If not, you probably should be. I’m judging myself.
So, I spent my weekend in the usual way: Making food (like this easy Moroccan chicken) and watching people make more food, on TV. Please tell me that I am not alone in being the most boring human alive?
And, now that I have confessed my true, not-so-cool cat of a self, and you all are thinking about never coming back, I am going to win your love back with this tomato grilled Moroccan chicken.
For starters, these skewers are red. That is THE color of love (according to valentine’s day) so, there’s that.
Second, there’s the fact that my baby sister (side note: I don’t have one of those) could make this recipe, since it’s SO EASY. Except for the skewering of the meat part.
That be dangerous ya’ll.
How to Grill Chicken Kebabs
- Heat your grill up to medium heat. This takes about 10 minutes for your grill to reach the right temperature
- Skewer your chicken, leaving some room between the pieces. If you decide to use bamboo skewers, make sure you soak them in water for at least 30 minutes!
- Cook for about 12 minutes total – 3 minutes per side!
Now, let’s talk about the SURPRISE factor. What is the surprise factor you ask?
Well, the star of this Moroccan chicken marinade is TOMATO PASTE, which I bet you expected to only ever see in spaghetti and meatballs, am I right?
And now you think I’m even lamer because you’ve used tomato paste in non-spaghetti and meatball recipes, and my plan to earn your love back is foiled. WHY ARE YOU SO HARD ON ME TODAY?
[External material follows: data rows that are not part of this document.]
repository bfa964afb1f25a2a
use anyhow::{Context, Result};
use wgpu::SurfaceError;
use winit::dpi::PhysicalSize;
use winit::window::Window;

use super::surface::{
    choose_alpha_mode, choose_present_mode, choose_surface_format, SurfaceErrorAction,
};

/// Initialization parameters for the GPU layer.
#[derive(Debug, Clone)]
pub struct GpuInit {
    /// Prefer an sRGB surface format when available.
    ///
    /// Off by default: colours are sRGB-encoded and blended in that space,
    /// like a 2D canvas, so they are written to the surface as-is.
    pub prefer_srgb: bool,

    /// Present mode. Falls back to FIFO when unsupported.
    pub present_mode: wgpu::PresentMode,

    /// Optional alpha mode preference for the surface.
    pub alpha_mode: Option<wgpu::CompositeAlphaMode>,

    /// Desired maximum frame latency (a hint).
    pub desired_maximum_frame_latency: u32,
}

impl Default for GpuInit {
    fn default() -> Self {
        Self {
            prefer_srgb: false,
            present_mode: wgpu::PresentMode::Fifo,
            alpha_mode: None,
            desired_maximum_frame_latency: 2,
        }
    }
}

/// Owns the wgpu device, queue and the window's configured surface.
pub struct Gpu<'w> {
    /// Surface lifetime is tied to the window through `'w`.
    surface: wgpu::Surface<'w>,
    adapter_info: wgpu::AdapterInfo,
    device: wgpu::Device,
    queue: wgpu::Queue,
    config: wgpu::SurfaceConfiguration,

    /// Current drawable size in physical pixels.
    size: PhysicalSize<u32>,
}

/// A single acquired frame.
///
/// Short-lived: holding the surface texture prevents acquiring the next frame.
pub struct GpuFrame {
    pub surface_texture: wgpu::SurfaceTexture,
    pub view: wgpu::TextureView,
    pub encoder: wgpu::CommandEncoder,
}

impl<'w> Gpu<'w> {
    /// Creates a GPU context bound to a window.
    pub async fn new(window: &'w Window, init: GpuInit) -> Result<Self> {
        let size = window.inner_size();
        anyhow::ensure!(size.width > 0 && size.height > 0, "window has zero size");

        let instance = wgpu::Instance::new(&wgpu::InstanceDescriptor {
            backends: wgpu::Backends::all(),
            ..Default::default()
        });

        let surface = instance
            .create_surface(window)
            .context("failed to create wgpu surface")?;

        let adapter = instance
            .request_adapter(&wgpu::RequestAdapterOptions {
                // A single small widget; integrated GPUs are plenty.
                power_preference: wgpu::PowerPreference::LowPower,
                compatible_surface: Some(&surface),
                force_fallback_adapter: false,
            })
            .await
            .context("failed to find a suitable GPU adapter")?;

        let (device, queue) = adapter
            .request_device(&wgpu::DeviceDescriptor {
                label: Some("oculus device"),
                required_features: wgpu::Features::empty(),
                required_limits: wgpu::Limits::downlevel_webgl2_defaults()
                    .using_resolution(adapter.limits()),
                experimental_features: wgpu::ExperimentalFeatures::disabled(),
                memory_hints: wgpu::MemoryHints::MemoryUsage,
                trace: wgpu::Trace::Off,
            })
            .await
            .context("failed to create wgpu device/queue")?;

        let caps = surface.get_capabilities(&adapter);
        let format = choose_surface_format(&caps, init.prefer_srgb)
            .context("no supported surface formats")?;

        let config = wgpu::SurfaceConfiguration {
            usage: wgpu::TextureUsages::RENDER_ATTACHMENT,
            format,
            width: size.width,
            height: size.height,
            present_mode: choose_present_mode(&caps, init.present_mode),
            alpha_mode: choose_alpha_mode(&caps, init.alpha_mode),
            view_formats: vec![],
            desired_maximum_frame_latency: init.desired_maximum_frame_latency,
        };
        surface.configure(&device, &config);

        Ok(Gpu {
            surface,
            adapter_info: adapter.get_info(),
            device,
            queue,
            config,
            size,
        })
    }

    pub fn surface_format(&self) -> wgpu::TextureFormat {
        self.config.format
    }

    pub fn adapter_info(&self) -> &wgpu::AdapterInfo {
        &self.adapter_info
    }

    /// Current drawable size (physical pixels).
    pub fn size(&self) -> PhysicalSize<u32> {
        self.size
    }

    pub fn device(&self) -> &wgpu::Device {
        &self.device
    }

    pub fn queue(&self) -> &wgpu::Queue {
        &self.queue
    }

    /// Reconfigures the surface after a resize.
    ///
    /// A 0x0 size (minimized window) only updates internal state; the surface
    /// is reconfigured on the next non-empty resize.
    pub fn resize(&mut self, new_size: PhysicalSize<u32>) {
        self.size = new_size;
        if new_size.width == 0 || new_size.height == 0 {
            return;
        }
        self.config.width = new_size.width;
        self.config.height = new_size.height;
        self.surface.configure(&self.device, &self.config);
    }

    /// Acquires the next surface texture and creates an encoder.
    pub fn begin_frame(&self) -> std::result::Result<GpuFrame, SurfaceError> {
        let surface_texture = self.surface.get_current_texture()?;
        let view = surface_texture
            .texture
            .create_view(&wgpu::TextureViewDescriptor::default());

        let encoder = self
            .device
            .create_command_encoder(&wgpu::CommandEncoderDescriptor {
                label: Some("oculus frame encoder"),
            });

        Ok(GpuFrame {
            surface_texture,
            view,
            encoder,
        })
    }

    /// Submits the recorded commands and presents the frame.
    pub fn submit(&self, frame: GpuFrame) {
        self.queue.submit(std::iter::once(frame.encoder.finish()));
        drop(frame.view);
        frame.surface_texture.present();
    }

    /// Converts a `SurfaceError` into an action, reconfiguring the surface when needed.
    pub fn handle_surface_error(&mut self, err: SurfaceError) -> SurfaceErrorAction {
        let action = SurfaceErrorAction::from_error(&err);
        match action {
            SurfaceErrorAction::Reconfigured => {
                if self.size.width > 0 && self.size.height > 0 {
                    self.surface.configure(&self.device, &self.config);
                }
                log::debug!("surface {err:?}; reconfigured");
            }
            SurfaceErrorAction::SkipFrame => log::debug!("surface {err:?}; skipping frame"),
            SurfaceErrorAction::Fatal => log::error!("surface {err:?}; giving up"),
        }
        action
    }
}
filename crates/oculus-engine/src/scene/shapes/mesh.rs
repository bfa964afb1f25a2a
use crate::paint::Color;
use crate::scene::{DrawCmd, DrawList, ZIndex};

/// Pre-tessellated, single-colour triangle mesh.
///
/// `vertices` are in logical pixels (top-left origin, +Y down); `indices`
/// form a triangle list into `vertices`.
#[derive(Debug, Clone, PartialEq)]
pub struct MeshCmd {
    pub vertices: Vec<[f32; 2]>,
    pub indices: Vec<u32>,
    pub color: Color,
}

impl MeshCmd {
    #[inline]
    pub fn new(vertices: Vec<[f32; 2]>, indices: Vec<u32>, color: Color) -> Self {
        Self { vertices, indices, color }
    }

    #[inline]
    pub fn is_empty(&self) -> bool {
        self.indices.len() < 3
    }
}

impl DrawList {
    /// Records a tessellated mesh. Empty meshes are dropped.
    #[inline]
    pub fn push_mesh(&mut self, z: ZIndex, vertices: Vec<[f32; 2]>, indices: Vec<u32>, color: Color) {
        let cmd = MeshCmd::new(vertices, indices, color);
        if cmd.is_empty() {
            return;
        }
        self.push(z, DrawCmd::Mesh(cmd));
    }
}
/// Z-ordering layer for draw items. Higher values appear on top.
#[derive(Debug, Copy, Clone, Default, Eq, PartialEq, Ord, PartialOrd, Hash)]
pub struct ZIndex(pub i32);

impl ZIndex {
    #[inline]
    pub const fn new(v: i32) -> Self {
        Self(v)
    }
}

/// Stable sort key for draw items.
///
/// Field order matters: the derived `Ord` compares `z` first (back-to-front),
/// then `order` (insertion order within a layer).
#[derive(Debug, Copy, Clone, Eq, PartialEq, Ord, PartialOrd, Hash)]
pub struct SortKey {
    pub z: ZIndex,
    pub order: u32,
}

impl SortKey {
    #[inline]
    pub const fn new(z: ZIndex, order: u32) -> Self {
        Self { z, order }
    }
}
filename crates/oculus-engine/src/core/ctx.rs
use winit::window::{Window, WindowId};

use crate::coords::Viewport;
use crate::device::{Gpu, SurfaceErrorAction};
use crate::paint::Color;
use crate::render::{RenderCtx, RenderTarget};

use super::app::AppControl;

/// Window handle and metadata.
pub struct WindowCtx<'a> {
    pub id: WindowId,
    pub window: &'a Window,
}

impl<'a> WindowCtx<'a> {
    /// Returns the logical window size as `(width, height)` in logical pixels.
    pub fn logical_size(&self) -> (f32, f32) {
        let phys = self.window.inner_size();
        let logi: winit::dpi::LogicalSize<f64> = phys.to_logical(self.scale_factor());
        (logi.width as f32, logi.height as f32)
    }

    /// Physical pixels per logical pixel.
    pub fn scale_factor(&self) -> f64 {
        self.window.scale_factor()
    }

    pub fn viewport(&self) -> Viewport {
        let (w, h) = self.logical_size();
        Viewport::new(w, h)
    }
}

/// Per-frame context passed to `core::App::on_frame`.
///
/// Lifetimes:
/// - `'a` is the duration of the callback invocation
/// - `'w` is the window-borrow lifetime carried by `Gpu<'w>`
pub struct FrameCtx<'a, 'w> {
    pub window: WindowCtx<'a>,
    pub gpu: &'a mut Gpu<'w>,
}

impl<'a, 'w> FrameCtx<'a, 'w> {
    /// Clears the surface with `clear`, calls `draw` with a ready [`RenderCtx`] and
    /// [`RenderTarget`], then presents the frame.
    ///
    /// Surface errors skip the frame; a lost/outdated surface asks for another
    /// frame, an unrecoverable one returns [`AppControl::Exit`].
    pub fn render<F>(&mut self, clear: Color, draw: F) -> AppControl
    where
        F: FnOnce(&RenderCtx<'_>, &mut RenderTarget<'_>),
    {
        let viewport = self.window.viewport();
        if !viewport.is_valid() {
            return AppControl::Continue;
        }

        let mut frame = match self.gpu.begin_frame() {
            Ok(f) => f,
            Err(err) => {
                return match self.gpu.handle_surface_error(err) {
                    SurfaceErrorAction::Fatal => AppControl::Exit,
                    SurfaceErrorAction::Reconfigured => AppControl::Redraw,
                    SurfaceErrorAction::SkipFrame => AppControl::Continue,
                };
            }
        };

        // Clear pass; dropped before the encoder is borrowed again.
        {
            let _rpass = frame.encoder.begin_render_pass(&wgpu::RenderPassDescriptor {
                label: Some("oculus clear"),
                color_attachments: &[Some(wgpu::RenderPassColorAttachment {
                    view: &frame.view,
                    resolve_target: None,
                    ops: wgpu::Operations {
                        load: wgpu::LoadOp::Clear(wgpu::Color {
                            r: clear.r as f64,
                            g: clear.g as f64,
                            b: clear.b as f64,
                            a: clear.a as f64,
                        }),
                        store: wgpu::StoreOp::Store,
                    },
                    depth_slice: None,
                })],
                depth_stencil_attachment: None,
                timestamp_writes: None,
                occlusion_query_set: None,
                multiview_mask: None,
            });
        }

        let rctx = RenderCtx::new(
            self.gpu.device(),
            self.gpu.queue(),
            self.gpu.surface_format(),
            viewport,
        );

        {
            let mut target = RenderTarget::new(&mut frame.encoder, &frame.view);
            draw(&rctx, &mut target);
        }

        self.window.window.pre_present_notify();
        self.gpu.submit(frame);

        AppControl::Continue
    }
}
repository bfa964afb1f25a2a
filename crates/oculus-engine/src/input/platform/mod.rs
//! Platform event translation.

pub mod winit;
use lyon::geom::Angle;

use super::path::{arc_sweep, Path};
use super::surface::{DrawSurface, LineCap};
use super::tessellate::{self, Mesh};
use super::{Point, Transform, Vector};
use crate::paint::Color;
use crate::scene::{DrawList, ZIndex};

/// Default flattening/tessellation tolerance, in logical window pixels.
const DEFAULT_TOLERANCE: f64 = 0.1;

/// Saveable drawing state of a [`Canvas`].
#[derive(Debug, Clone, Copy, PartialEq)]
pub struct CanvasState {
    /// Current transform: canvas user space → backing store.
    pub transform: Transform,
    pub fill: Color,
    pub stroke: Color,
    pub line_width: f64,
    pub line_cap: LineCap,
}

impl Default for CanvasState {
    fn default() -> Self {
        let black = Color::from_premul(0.0, 0.0, 0.0, 1.0);
        Self {
            transform: Transform::identity(),
            fill: black,
            stroke: black,
            line_width: 1.0,
            line_cap: LineCap::Butt,
        }
    }
}

/// [`DrawSurface`] that records tessellated meshes into a [`DrawList`].
///
/// Geometry goes through two transforms: the canvas transform (saved and
/// restored with the state) maps user space to the backing store, and
/// `to_window` maps the backing store to logical window pixels.
pub struct Canvas<'a> {
    list: &'a mut DrawList,
    to_window: Transform,
    state: CanvasState,
    stack: Vec<CanvasState>,
    path: Path,
    tolerance: f64,
}

impl<'a> Canvas<'a> {
    pub fn new(list: &'a mut DrawList, to_window: Transform) -> Self {
        Self {
            list,
            to_window,
            state: CanvasState::default(),
            stack: Vec::new(),
            path: Path::new(),
            tolerance: DEFAULT_TOLERANCE,
        }
    }

    #[inline]
    pub fn state(&self) -> &CanvasState {
        &self.state
    }

    /// User space → logical window pixels.
    fn device_transform(&self) -> Transform {
        self.state.transform.then(&self.to_window)
    }

    fn record(&mut self, mesh: Result<Mesh, lyon::tessellation::TessellationError>, color: Color) {
        match mesh {
            Ok(mesh) => self.list.push_mesh(ZIndex::default(), mesh.vertices, mesh.indices, color),
            Err(e) => log::warn!("canvas: tessellation failed: {e:?}"),
        }
    }
}

fn finite(values: &[f64]) -> bool {
    values.iter().all(|v| v.is_finite())
}

impl DrawSurface for Canvas<'_> {
    fn save(&mut self) {
        self.stack.push(self.state);
    }

    fn restore(&mut self) {
        if let Some(state) = self.stack.pop() {
            self.state = state;
        }
    }

    fn translate(&mut self, x: f64, y: f64) {
        if finite(&[x, y]) {
            self.state.transform = self.state.transform.pre_translate(Vector::new(x, y));
        }
    }

    fn scale(&mut self, x: f64, y: f64) {
        if finite(&[x, y]) {
            self.state.transform = self.state.transform.pre_scale(x, y);
        }
    }

    fn rotate(&mut self, angle: f64) {
        if angle.is_finite() {
            self.state.transform = self.state.transform.pre_rotate(Angle::radians(angle));
        }
    }

    fn set_fill_style(&mut self, color: Color) {
        self.state.fill = color;
    }

    fn set_stroke_style(&mut self, color: Color) {
        self.state.stroke = color;
    }

    fn set_line_width(&mut self, width: f64) {
        // Canvas ignores zero, negative and non-finite widths.
        if width.is_finite() && width > 0.0 {
            self.state.line_width = width;
        }
    }

    fn set_line_cap(&mut self, cap: LineCap) {
        self.state.line_cap = cap;
    }

    fn begin_path(&mut self) {
        self.path.clear();
    }

    fn ellipse(
        &mut self,
        x: f64,
        y: f64,
        radius_x: f64,
        radius_y: f64,
        rotation: f64,
        start: f64,
        end: f64,
        anticlockwise: bool,
    ) {
        if !finite(&[x, y, radius_x, radius_y, rotation, start, end]) {
            return;
        }
        if radius_x < 0.0 || radius_y < 0.0 {
            log::debug!("canvas: ignoring ellipse with negative radius ({radius_x}, {radius_y})");
            return;
        }

        let sweep = arc_sweep(start, end, anticlockwise);
        let device = self.device_transform();
        self.path.ellipse(
            &device,
            Point::new(x, y),
            radius_x,
            radius_y,
            rotation,
            start,
            sweep,
            self.tolerance,
        );
    }

    fn fill_rect(&mut self, x: f64, y: f64, width: f64, height: f64) {
        if self.state.fill.is_invisible() || !finite(&[x, y, width, height]) {
            return;
        }
        if width == 0.0 || height == 0.0 {
            return;
        }

        let device = self.device_transform();
        let mut rect = Path::new();
        for (px, py) in [(x, y), (x + width, y), (x + width, y + height), (x, y + height)] {
            rect.line_to(device.transform_point(Point::new(px, py)));
        }
        let mesh = tessellate::fill(&rect, self.tolerance as f32);
        self.record(mesh, self.state.fill);
    }

    fn fill(&mut self) {
        if self.state.fill.is_invisible() || self.path.is_empty() {
            return;
        }
        let mesh = tessellate::fill(&self.path, self.tolerance as f32);
        self.record(mesh, self.state.fill);
    }

    fn stroke(&mut self) {
        if self.state.stroke.is_invisible() || self.path.is_empty() {
            return;
        }
        let scale = self.device_transform().determinant().abs().sqrt();
        let width = self.state.line_width * scale;
        if !(width.is_finite() && width > 0.0) {
            return;
        }
        let mesh = tessellate::stroke(&self.path, width as f32, self.state.line_cap, self.tolerance as f32);
        self.record(mesh, self.state.stroke);
    }
}

#[cfg(test)]
mod tests {
    use super::*;
    use crate::scene::DrawCmd;
    use std::f64::consts::{PI, TAU};

    fn meshes(list: &mut DrawList) -> Vec<crate::scene::MeshCmd> {
        list.iter_in_paint_order()
            .map(|item| match &item.cmd {
                DrawCmd::Mesh(m) => m.clone(),
            })
            .collect()
    }

    fn bounds(m: &crate::scene::MeshCmd) -> ([f32; 2], [f32; 2]) {
        let mut min = [f32::MAX; 2];
        let mut max = [f32::MIN; 2];
        for v in &m.vertices {
            for k in 0..2 {
                min[k] = min[k].min(v[k]);
                max[k] = max[k].max(v[k]);
            }
        }
        (min, max)
    }

    #[test]
    fn save_restore_round_trips_state() {
        let mut list = DrawList::new();
        let mut c = Canvas::new(&mut list, Transform::identity());
        c.save();
        c.translate(10.0, 20.0);
        c.set_line_width(5.0);
        c.set_line_cap(LineCap::Round);
        c.restore();
        assert_eq!(*c.state(), CanvasState::default());
    }

    #[test]
    fn restore_on_empty_stack_is_noop() {
        let mut list = DrawList::new();
        let mut c = Canvas::new(&mut list, Transform::identity());
        c.translate(3.0, 4.0);
        c.restore();
        assert_ne!(c.state().transform, Transform::identity());
    }

    #[test]
    fn non_finite_transform_is_ignored() {
        let mut list = DrawList::new();
        let mut c = Canvas::new(&mut list, Transform::identity());
        c.rotate(f64::NAN);
        c.translate(f64::INFINITY, 0.0);
        c.scale(1.0, f64::NAN);
        assert_eq!(c.state().transform, Transform::identity());
    }

    #[test]
    fn invalid_line_width_is_ignored() {
        let mut list = DrawList::new();
        let mut c = Canvas::new(&mut list, Transform::identity());
        c.set_line_width(0.0);
        c.set_line_width(-2.0);
        c.set_line_width(f64::NAN);
        assert_eq!(c.state().line_width, 1.0);
    }

    #[test]
    fn transparent_fill_records_nothing() {
        let mut list = DrawList::new();
        {
            let mut c = Canvas::new(&mut list, Transform::identity());
            c.set_fill_style(Color::transparent());
            c.fill_rect(0.0, 0.0, 100.0, 100.0);
            c.arc(0.0, 0.0, 10.0, 0.0, TAU, false);
            c.fill();
        }
        assert!(list.is_empty());
    }

    #[test]
    fn fill_rect_leaves_path_untouched() {
        let mut list = DrawList::new();
        let mut c = Canvas::new(&mut list, Transform::identity());
        c.fill_rect(0.0, 0.0, 10.0, 10.0);
        assert!(c.path.is_empty());
    }

    #[test]
    fn flipped_and_translated_circle_lands_at_center() {
        let mut list = DrawList::new();
        {
            let mut c = Canvas::new(&mut list, Transform::identity());
            c.translate(125.0, 125.0);
            c.scale(1.0, -1.0);
            c.begin_path();
            c.arc(0.0, 0.0, 100.0, 0.0, TAU, false);
            c.fill();
        }
        let m = &meshes(&mut list)[0];
        let (min, max) = bounds(m);
        assert!((min[0] - 25.0).abs() < 0.5 && (max[0] - 225.0).abs() < 0.5);
        assert!((min[1] - 25.0).abs() < 0.5 && (max[1] - 225.0).abs() < 0.5);
    }

    #[test]
    fn backing_scale_and_window_offset_compose() {
        // Backing store at dpr 2, shown at (100, 50) in a window.
        let to_window = Transform::scale(0.5, 0.5).then_translate(Vector::new(100.0, 50.0));
        let mut list = DrawList::new();
        {
            let mut c = Canvas::new(&mut list, to_window);
            c.scale(2.0, 2.0);
            c.fill_rect(0.0, 0.0, 250.0, 250.0);
        }
        let (min, max) = bounds(&meshes(&mut list)[0]);
        assert_eq!(min, [100.0, 50.0]);
        assert_eq!(max, [350.0, 300.0]);
    }

    #[test]
    fn stroke_width_follows_transform_scale() {
        let mut list = DrawList::new();
        {
            let mut c = Canvas::new(&mut list, Transform::identity());
            c.scale(2.0, 2.0);
            c.set_line_width(2.0);
            c.begin_path();
            c.arc(0.0, 0.0, 50.0, 0.0, TAU, false);
            c.stroke();
        }
        let (_, max) = bounds(&meshes(&mut list)[0]);
        // Radius 100 device px, half width 2 device px.
        assert!((max[0] - 102.0).abs() < 0.5, "max x {}", max[0]);
    }

    #[test]
    fn rotation_applies_before_existing_translation() {
        let mut list = DrawList::new();
        {
            let mut c = Canvas::new(&mut list, Transform::identity());
            c.translate(100.0, 0.0);
            c.rotate(PI / 2.0);
            c.begin_path();
            c.ellipse(0.0, 0.0, 40.0, 10.0, 0.0, 0.0, TAU, false);
            c.fill();
        }
        let (min, max) = bounds(&meshes(&mut list)[0]);
        // Major axis now vertical.
        assert!((max[0] - min[0] - 20.0).abs() < 0.5);
        assert!((max[1] - min[1] - 80.0).abs() < 0.5);
        assert!(((min[0] + max[0]) / 2.0 - 100.0).abs() < 0.5);
    }

    #[test]
    fn negative_radius_is_ignored() {
        let mut list = DrawList::new();
        let mut c = Canvas::new(&mut list, Transform::identity());
        c.ellipse(0.0, 0.0, -1.0, 5.0, 0.0, 0.0, TAU, false);
        assert!(c.path.is_empty());
    }

    #[test]
    fn meshes_are_recorded_in_call_order() {
        let mut list = DrawList::new();
        {
            let mut c = Canvas::new(&mut list, Transform::identity());
            c.set_fill_style(Color::from_premul(1.0, 0.0, 0.0, 1.0));
            c.fill_rect(0.0, 0.0, 1.0, 1.0);
            c.set_fill_style(Color::from_premul(0.0, 0.0, 1.0, 1.0));
            c.fill_rect(0.0, 0.0, 1.0, 1.0);
        }
        let colors: Vec<_> = list
            .iter_in_paint_order()
            .map(|item| match &item.cmd {
                DrawCmd::Mesh(m) => m.color,
            })
            .collect();
        assert_eq!(
            colors,
            vec![Color::from_premul(1.0, 0.0, 0.0, 1.0), Color::from_premul(0.0, 0.0, 1.0, 1.0)]
        );
    }
}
Ok, about this tomato grilled Moroccan chicken recipe. Mr. FFF is obsessed with it. And, so am I. It’s got a little bit of a Middle Eastern vibe, and a little bit of warm cinnamon with a little savory-spiced cumin that jives with naturally sweet tomatoes all up over your taste buds and you can basically hear the chicken angels singing.
All of that goodness is PERFECTLY cooled down with CAHHHREAMMMY mint Greek yogurt dip.
In fact, it’s so cool that it brings back my “cool factor” since I, you know, made it.
Going with it.
— 2 Tbsp Tomato paste
— 1/4 tsp Salt
— Pinch of pepper
— 1/2 tsp Smoked paprika
— 1/4 tsp Cumin powder
— 1/2 tsp Garlic minced
— 1/8 tsp Cinnamon
— 1 tsp Olive oil
— 1/2 lb Boneless Skinless Chicken breast, cut into bite sized pieces
— 1 Medium yellow onion cut into chunks.
For the Mint Yogurt Dip:
— 1/2 Cup Non-fat Plain Greek yogurt (or coconut yogurt for paleo)
— 1/4 Cup Cucumber, grated
— 1/4 tsp Salt
— 1/2 tsp Fresh garlic, minced
— Pinch of pepper
— 2 Tbsp Fresh mint, roughly chopped, plus additional mint for garnish (optional)
2. Add in the cut up chicken and stir to coat. The mixture is very thick, and I found it much easier to use my hands to really rub the tomato paste mixture all over the chicken. Cover and refrigerate for at least 4 hours – overnight (the longer the better!)
3. Preheat your grill to medium heat and lightly spray with cooking spray.
4. Using sharp skewer sticks, alternate between pieces of chicken and onion, piercing each piece and sliding it to the end, building a “stack” of skewered ingredients as you go.
5. Place the skewers on the grill and cook until no longer pink inside, about 12 minutes, turning every 3 minutes so you cook the chicken on each side.
6. While the chicken cooks, place the grated cucumber into a kitchen towel and ring out the excess water.
7. Add the cucumber, and all the other sauce ingredients, into a medium food processor and blend until smooth, well mixed, and the mint gets broken down.
8. Garnish the skewers with fresh mint and serve with yogurt sauce.